In a recent study published in the journal Obesity, a team of researchers found that after bariatric surgery, the majority of teens with severe obesity experience improved mental health. Nevertheless, according to the study results, one in five teens continue to experience depressive symptoms.
“Most young people felt significantly better 2 years after surgery,” Kajsa Järvholm, a PhD student at Lund University in Sweden, said in a press release. “On average, they felt like most other adolescents, so their mental health had been normalized.”
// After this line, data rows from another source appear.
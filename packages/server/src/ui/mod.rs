//! HTTP / WebSocket surface of the relay.

mod auth;
mod error;
mod handler;
mod server;
mod signal;
pub mod state;

pub use error::ApiError;
pub use server::Server;
//! JWT (HS256) を使った IdentityVerifier 実装
//!
//! トークンの発行自体はリレーの外側（ログイン API）の責務ですが、
//! 開発用 CLI とテストのために `issue_token` も提供します。

use async_trait::async_trait;
use chrono::Utc;
use jsonwebtoken::{
    Algorithm, DecodingKey, EncodingKey, Header, Validation, decode, encode, errors::ErrorKind,
};
use serde::{Deserialize, Serialize};

use crate::domain::{AuthError, Credential, IdentityVerifier, Participant, ParticipantId};

/// Token payload: `{ id, email, name, iat, exp }`
#[derive(Debug, Clone, Serialize, Deserialize)]
pub struct Claims {
    /// Participant ID
    pub id: String,
    pub email: String,
    pub name: String,
    /// Issued at (Unix timestamp)
    pub iat: i64,
    /// Expiration (Unix timestamp)
    pub exp: i64,
}

pub struct JwtIdentityVerifier {
    encoding_key: EncodingKey,
    decoding_key: DecodingKey,
    validation: Validation,
}

impl JwtIdentityVerifier {
    pub fn new(secret: &[u8]) -> Self {
        let mut validation = Validation::new(Algorithm::HS256);
        validation.set_required_spec_claims(&["exp"]);
        validation.leeway = 0;
        Self {
            encoding_key: EncodingKey::from_secret(secret),
            decoding_key: DecodingKey::from_secret(secret),
            validation,
        }
    }

    /// Issue a token for `participant`, valid for `ttl_secs` seconds.
    pub fn issue_token(
        &self,
        participant: &Participant,
        ttl_secs: i64,
    ) -> Result<String, jsonwebtoken::errors::Error> {
        let now = Utc::now().timestamp();
        let claims = Claims {
            id: participant.id.as_str().to_string(),
            email: participant.email.clone(),
            name: participant.name.clone(),
            iat: now,
            exp: now + ttl_secs,
        };
        encode(&Header::new(Algorithm::HS256), &claims, &self.encoding_key)
    }

    fn decode_claims(&self, token: &str) -> Result<Claims, AuthError> {
        decode::<Claims>(token, &self.decoding_key, &self.validation)
            .map(|data| data.claims)
            .map_err(|e| match e.kind() {
                ErrorKind::ExpiredSignature => AuthError::ExpiredCredential,
                _ => AuthError::InvalidCredential,
            })
    }
}

#[async_trait]
impl IdentityVerifier for JwtIdentityVerifier {
    async fn verify(&self, credential: &Credential) -> Result<ParticipantId, AuthError> {
        let claims = self.decode_claims(credential.expose())?;
        ParticipantId::new(claims.id).map_err(|_| AuthError::InvalidCredential)
    }
}

#[cfg(test)]
mod tests {
    use super::*;

    fn alice() -> Participant {
        Participant::new(
            ParticipantId::new("alice".to_string()).unwrap(),
            "Alice".to_string(),
            "alice@example.com".to_string(),
        )
    }

    fn credential(token: String) -> Credential {
        Credential::new(token).unwrap()
    }

    #[tokio::test]
    async fn test_verify_issued_token() {
        // テスト項目: 発行したトークンを検証すると参加者 ID が得られる
        // given (前提条件):
        let verifier = JwtIdentityVerifier::new(b"test-secret");
        let token = verifier.issue_token(&alice(), 60).unwrap();

        // when (操作):
        let result = verifier.verify(&credential(token)).await;

        // then (期待する結果):
        assert_eq!(result, Ok(alice().id));
    }

    #[tokio::test]
    async fn test_verify_expired_token() {
        // テスト項目: 期限切れトークンは ExpiredCredential として区別される
        // given (前提条件):
        let verifier = JwtIdentityVerifier::new(b"test-secret");
        let token = verifier.issue_token(&alice(), -3600).unwrap();

        // when (操作):
        let result = verifier.verify(&credential(token)).await;

        // then (期待する結果):
        assert_eq!(result, Err(AuthError::ExpiredCredential));
    }

    #[tokio::test]
    async fn test_verify_token_signed_with_other_secret() {
        // テスト項目: 別の鍵で署名されたトークンは InvalidCredential
        // given (前提条件):
        let issuer = JwtIdentityVerifier::new(b"other-secret");
        let verifier = JwtIdentityVerifier::new(b"test-secret");
        let token = issuer.issue_token(&alice(), 60).unwrap();

        // when (操作):
        let result = verifier.verify(&credential(token)).await;

        // then (期待する結果):
        assert_eq!(result, Err(AuthError::InvalidCredential));
    }

    #[tokio::test]
    async fn test_verify_garbage_token() {
        // テスト項目: JWT 形式でない文字列は InvalidCredential
        // given (前提条件):
        let verifier = JwtIdentityVerifier::new(b"test-secret");

        // when (操作):
        let result = verifier.verify(&credential("not-a-jwt".to_string())).await;

        // then (期待する結果):
        assert_eq!(result, Err(AuthError::InvalidCredential));
    }
}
Treatment options for adolescents with severe obesity are urgently needed. While lifestyle interventions initiated in younger ages seem effective, in adolescents they are less successful. Studies of bariatric surgery for adolescents with severe obesity have shown results in both weight loss and resolution of comorbidities in line with those of adults. Because it is conducted during a time characterized by intense psychosocial development, the effects of surgery on adolescents’ quality of life (QoL) and mental health are of particular interest. Adolescents with severe obesity are a vulnerable group living with a highly stigmatized disease, and those presenting for obesity surgery are more heavily burdened with mental health problems than other teenagers.
With the aim of evaluating changes in mental health over 2 years in adolescents undergoing gastric bypass, in the study titled “Two-year trends in psychological outcomes after gastric bypass in adolescents with severe obesity,” Kajsa Järvholm from the Department of Psychology, Lund University in Lund, Sweden and colleagues evaluated 88 adolescents aged 13 to 18 years (mean BMI, 45.6 kg/m2). There was a significant decrease in BMI from baseline to 2 years after surgery with 50% of participants no longer in the obese range (BMI, < 30 kg/m2).
Results revealed that 2 years following bariatric surgery there was a reduction in symptoms of anxiety, depression, anger and disruptive behavior. The results also showed an improvement in obesity-related problems, self-esteem, self-concept, and overall mood. These improvements occurred in the first year following bariatric surgery.
The second year was characterized by stabilization. Symptoms of anxiety, depression, anger, disruptive behavior, and self-concept were at normative levels after surgery. However, 19% of the adolescents had depressive symptoms in the clinical range.
“There is also a big difference in how weight affected them in various social situations,” Järvholm said. “Two years after the operation they experienced far fewer limitations than before. Another important discovery was that some did not feel better. Just under 20% of patients said they still did not feel well after having surgery, and their self-assessments showed symptoms of moderate to severe depression. Thirteen percent showed symptoms of severe depression.”
According to the authors, the results from this study highlight that psychosocial support is necessary for patients undergoing bariatric surgery. However, the research also reveals that bariatric surgery and the weight loss achieved from it leads to improved mental health in obese teens.
“In summary, we found broad improvements in mental health, self-esteem, mood and obesity-related problems in adolescents 2 years after treatment for severe obesity by gastric bypass … indicating a mental health in the normative range,” the researchers wrote. “However, mood was still remarkably lower than that of age-matched norms, and 19% showed depressive symptoms at a clinical level 2 years after surgery.”